Remedial measures that HSBC has put in place in the USA over the past several years include:

  • increasing its spending on AML approximately nine-fold between 2009 and 2011;
  • increasing its AML staffing nearly ten-fold between 2010 and 2012;
  • revamping its ‘Know Your Customer’ programme, including treating non-US HSBC Group Affiliates as third parties subject to the same due diligence as all other customers;
  • exiting 109 correspondent relationships for risk reasons;
  • clawing back bonuses for a number of senior officers, and
  • spending over US$290m on remedial measures.

HSBC Group has also undertaken a comprehensive overhaul of its structure, controls, and procedures. A number of these improvements are included in the DPA. Among other measures, HSBC Group has:

  • simplified its control structure, allowing the group to manage risks worldwide more effectively;
  • elevated the role of group compliance and given it direct oversight over every compliance officer globally, so that both accountability and escalation now flow directly to and from HSBC group compliance;
  • created the new role of head of group financial crime compliance and group money laundering reporting officer, who will help to establish a global financial intelligence unit;
  • made other new senior hires with extensive experience handling relevant international legal and regulatory issues, including a new chief legal officer and a new global general counsel for litigation and regulatory affairs;
  • adopted a set of guidelines limiting business in those countries that pose a high financial crime risk;
  • issued a new global sanctions policy using a more extensive and consistent set of lists to screen all cross-border payments;
  • commenced a review of all Know Your Customer files across the entire group – the first phase of this remediation will cost an estimated US$700m over five years, and
  • undertaken to implement single global standards shaped by the highest or most effective anti-money laundering standards available in any location where HSBC operates.

Over the five-year term of the agreement with the Department of Justice, an independent monitor will evaluate HSBC's progress in fully implementing these and other measures it recommends, and will produce regular assessments of the effectiveness of HSBC's compliance function.

The agreement notes that HSBC Bank USA and HSBC Group have “provided valuable assistance to law enforcement”. HSBC conducted multiple extensive internal investigations, voluntarily made employees available for interviews, and collected, analysed and organised voluminous evidence and information.

HSBC has stated that it is firmly committed to putting in place robust standards that will help promote the integrity of the global financial system.

  • Alan Pedley on 15/12/2012 7:15:17 AM

    This is real money laundering and criminal. The CEO and other senior exec's should face prison time.

    Gaming company exec's have done prison time for money laundering in mis-coding credit card transactions to get around US blockade of online gambling despite the US DoJ stating online gaming and poker is not illegal and despite the US commitment in WTO GATS to permit such international trade in service. (The US legislated on the back of Safe Ports Act that it's illegal for financial institutions to knowingly process online gaming transactions).

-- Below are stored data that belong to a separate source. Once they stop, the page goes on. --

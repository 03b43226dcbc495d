// SPDX-License-Identifier: MPL-2.0

//! Integration tests for capture resolution selection

use camera_preview::{
    select_closest, select_resolution, Resolution, ResolutionCriterion, SelectionError,
    ShapeCriterion,
};

fn resolutions(list: &[(u32, u32)]) -> Vec<Resolution> {
    list.iter().map(|&(w, h)| Resolution::new(w, h)).collect()
}

#[test]
fn test_squarest_then_highest_picks_the_larger_four_by_three() {
    let candidates = resolutions(&[(1920, 1080), (1280, 960), (640, 480)]);
    let chosen = select_resolution(
        &candidates,
        ShapeCriterion::Squarest,
        ResolutionCriterion::Highest,
    )
    .unwrap();
    assert_eq!(chosen, Resolution::new(1280, 960));
}

#[test]
fn test_ratio_and_width_targets_compose() {
    let candidates = resolutions(&[(800, 600), (1000, 1000), (640, 640)]);
    let chosen = select_resolution(
        &candidates,
        ShapeCriterion::RatioClosestTo(1.0),
        ResolutionCriterion::WidthClosestTo(800.0),
    )
    .unwrap();
    assert_eq!(chosen, Resolution::new(640, 640));
}

#[test]
fn test_selection_is_deterministic() {
    let candidates = resolutions(&[(1920, 1080), (1280, 720), (720, 480), (640, 480)]);
    let first = select_closest(&candidates, 1080, 720).unwrap();
    for _ in 0..16 {
        assert_eq!(select_closest(&candidates, 1080, 720).unwrap(), first);
    }
}

#[test]
fn test_surface_fit_prefers_matching_aspect() {
    // A 16:9 surface keeps the 16:9 candidates even when a 4:3 one is
    // closer in width.
    let candidates = resolutions(&[(1024, 768), (1280, 720), (1920, 1080)]);
    let chosen = select_closest(&candidates, 1000, 562).unwrap();
    assert_eq!(chosen, Resolution::new(1280, 720));
}

#[test]
fn test_empty_candidate_list() {
    assert_eq!(
        select_resolution(&[], ShapeCriterion::Widest, ResolutionCriterion::Highest),
        Err(SelectionError::NoCandidates)
    );
}

#[test]
fn test_zero_sized_candidate_is_rejected() {
    let candidates = resolutions(&[(1920, 1080), (0, 480)]);
    assert_eq!(
        select_resolution(
            &candidates,
            ShapeCriterion::Widest,
            ResolutionCriterion::Highest
        ),
        Err(SelectionError::InvalidCandidate { width: 0, height: 480 })
    );
}

#[test]
fn test_zero_sized_surface_is_rejected() {
    let candidates = resolutions(&[(1920, 1080)]);
    assert_eq!(
        select_closest(&candidates, 0, 720),
        Err(SelectionError::InvalidSurfaceDimensions { width: 0, height: 720 })
    );
}

#[test]
fn test_resolution_serde_round_trip() {
    let resolution = Resolution::new(1920, 1080);
    let json = serde_json::to_string(&resolution).unwrap();
    assert!(json.contains("\"width\":1920"));
    let restored: Resolution = serde_json::from_str(&json).unwrap();
    assert_eq!(restored, resolution);
}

  • Alan Pedley on 15/12/2012 7:10:39 AM

    The double standards here does not relate to the financial penalty (and yes I think a US bank would be fined for money laundering of this magnitude). The double standard is that this is serious *real* money laundering.

    Whereas, online gambling executives have done prison time and their companies fined for *manufactured* money laundering. Manufactured in the sense that the US - in breach of its WTO GATS commitments made it illegal for financial institutions to process legitimate online gambling transactions (although the DoJ has since released an interpretation that gaming and poker are not illegal). Thus gaming companies mis-coded credit card transactions to get around US blockade.

    These executive spend time in prison on money laundering offences. Clearly the HSBC CEO and others should face criminal sanctions and prison for real money laundering

  • adel alkhatib on 13/12/2012 8:02:12 AM

    if this bank is US bank do you think they pay out one peny l think this is double standards applied in this case.